▶ [Your goal]: Word for word, restate the records that follow.

[Stored data]
■ ■ ■ ■

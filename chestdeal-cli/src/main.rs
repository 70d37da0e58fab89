mod commands;
mod config;
mod reader;

use chestdeal_core::CoreError;
use chestdeal_game::GameError;
use clap::{Parser, Subcommand};
use std::path::PathBuf;
use tracing_subscriber::{layer::SubscriberExt, util::SubscriberInitExt};

#[derive(Parser)]
#[command(name = "chestdeal")]
#[command(about = "Deal with the Devil - chest trading game operator")]
#[command(version)]
struct Cli {
    /// Data directory for sessions and config
    #[arg(short, long, global = true)]
    data_dir: Option<PathBuf>,

    /// Session to use (defaults to the most recent one)
    #[arg(short, long, global = true)]
    session: Option<String>,

    /// Verbose output
    #[arg(short, long, global = true)]
    verbose: bool,

    #[command(subcommand)]
    command: Commands,
}

#[derive(Subcommand)]
enum Commands {
    /// Session management commands
    #[command(subcommand)]
    Session(commands::SessionCommands),

    /// Player registration commands
    #[command(subcommand)]
    Roster(commands::RosterCommands),

    /// Run the game at the table
    Play {
        /// Scan chests automatically in seat order instead of reading input
        #[arg(long)]
        simulate: bool,
        /// Seed for proposal generation
        #[arg(long)]
        seed: Option<u64>,
    },

    /// Preview proposals for the current roster without starting a game
    Proposals {
        /// Seed for proposal generation
        #[arg(long)]
        seed: Option<u64>,
    },
}

#[tokio::main]
async fn main() -> Result<(), Box<dyn std::error::Error>> {
    let cli = Cli::parse();

    // Get data directory
    let data_dir = cli.data_dir.unwrap_or_else(config::default_data_dir);

    // Ensure data directory exists
    tokio::fs::create_dir_all(&data_dir).await?;

    let config = config::CliConfig::load(&data_dir).await?;

    // Initialize logging
    let log_level = if cli.verbose || config.verbose {
        "debug"
    } else {
        "info"
    };
    tracing_subscriber::registry()
        .with(tracing_subscriber::EnvFilter::new(format!(
            "chestdeal={},chestdeal_core={},chestdeal_game={}",
            log_level, log_level, log_level
        )))
        .with(tracing_subscriber::fmt::layer().with_writer(std::io::stderr))
        .init();

    let ctx = commands::Context::new(config, cli.session).await?;

    // Execute command
    let result = match cli.command {
        Commands::Session(cmd) => commands::handle_session_command(cmd, &ctx).await,
        Commands::Roster(cmd) => commands::handle_roster_command(cmd, &ctx).await,
        Commands::Play { simulate, seed } => commands::run_play(&ctx, simulate, seed).await,
        Commands::Proposals { seed } => commands::show_proposals(&ctx, seed).await,
    };

    if let Err(e) = result {
        if let Some(CoreError::SessionNotFound { id }) = e.downcast_ref::<CoreError>() {
            eprintln!("Error: Session '{}' not found", id);
            eprintln!("Use 'chestdeal session list' to see available sessions");
        } else if let Some(GameError::Core(CoreError::SessionNotFound { id })) =
            e.downcast_ref::<GameError>()
        {
            eprintln!("Error: Session '{}' not found", id);
            eprintln!("Use 'chestdeal session list' to see available sessions");
        } else if let Some(GameError::InsufficientPlayers { have, need }) =
            e.downcast_ref::<GameError>()
        {
            eprintln!("Error: Not enough players");
            eprintln!("Need: {}, Registered: {}", need, have);
        } else {
            eprintln!("Error: {}", e);
        }
        std::process::exit(1);
    }

    Ok(())
}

■ ■ ■ ■

▶ [Response for this exercise]:
filename chestdeal-cli/src/main.rs
repository 70d37da0e58fab89
mod commands;
mod config;
mod reader;

use chestdeal_core::CoreError;
use chestdeal_game::GameError;
use clap::{Parser, Subcommand};
use std::path::PathBuf;
use tracing_subscriber::{layer::SubscriberExt, util::SubscriberInitExt};

#[derive(Parser)]
#[command(name = "chestdeal")]
#[command(about = "Deal with the Devil - chest trading game operator")]
#[command(version)]
struct Cli {
    /// Data directory for sessions and config
    #[arg(short, long, global = true)]
    data_dir: Option<PathBuf>,

    /// Session to use (defaults to the most recent one)
    #[arg(short, long, global = true)]
    session: Option<String>,

    /// Verbose output
    #[arg(short, long, global = true)]
    verbose: bool,

    #[command(subcommand)]
    command: Commands,
}

#[derive(Subcommand)]
enum Commands {
    /// Session management commands
    #[command(subcommand)]
    Session(commands::SessionCommands),

    /// Player registration commands
    #[command(subcommand)]
    Roster(commands::RosterCommands),

    /// Run the game at the table
    Play {
        /// Scan chests automatically in seat order instead of reading input
        #[arg(long)]
        simulate: bool,
        /// Seed for proposal generation
        #[arg(long)]
        seed: Option<u64>,
    },

    /// Preview proposals for the current roster without starting a game
    Proposals {
        /// Seed for proposal generation
        #[arg(long)]
        seed: Option<u64>,
    },
}

#[tokio::main]
async fn main() -> Result<(), Box<dyn std::error::Error>> {
    let cli = Cli::parse();

    // Get data directory
    let data_dir = cli.data_dir.unwrap_or_else(config::default_data_dir);

    // Ensure data directory exists
    tokio::fs::create_dir_all(&data_dir).await?;

    let config = config::CliConfig::load(&data_dir).await?;

    // Initialize logging
    let log_level = if cli.verbose || config.verbose {
        "debug"
    } else {
        "info"
    };
    tracing_subscriber::registry()
        .with(tracing_subscriber::EnvFilter::new(format!(
            "chestdeal={},chestdeal_core={},chestdeal_game={}",
            log_level, log_level, log_level
        )))
        .with(tracing_subscriber::fmt::layer().with_writer(std::io::stderr))
        .init();

    let ctx = commands::Context::new(config, cli.session).await?;

    // Execute command
    let result = match cli.command {
        Commands::Session(cmd) => commands::handle_session_command(cmd, &ctx).await,
        Commands::Roster(cmd) => commands::handle_roster_command(cmd, &ctx).await,
        Commands::Play { simulate, seed } => commands::run_play(&ctx, simulate, seed).await,
        Commands::Proposals { seed } => commands::show_proposals(&ctx, seed).await,
    };

    if let Err(e) = result {
        if let Some(CoreError::SessionNotFound { id }) = e.downcast_ref::<CoreError>() {
            eprintln!("Error: Session '{}' not found", id);
            eprintln!("Use 'chestdeal session list' to see available sessions");
        } else if let Some(GameError::Core(CoreError::SessionNotFound { id })) =
            e.downcast_ref::<GameError>()
        {
            eprintln!("Error: Session '{}' not found", id);
            eprintln!("Use 'chestdeal session list' to see available sessions");
        } else if let Some(GameError::InsufficientPlayers { have, need }) =
            e.downcast_ref::<GameError>()
        {
            eprintln!("Error: Not enough players");
            eprintln!("Need: {}, Registered: {}", need, have);
        } else {
            eprintln!("Error: {}", e);
        }
        std::process::exit(1);
    }

    Ok(())
}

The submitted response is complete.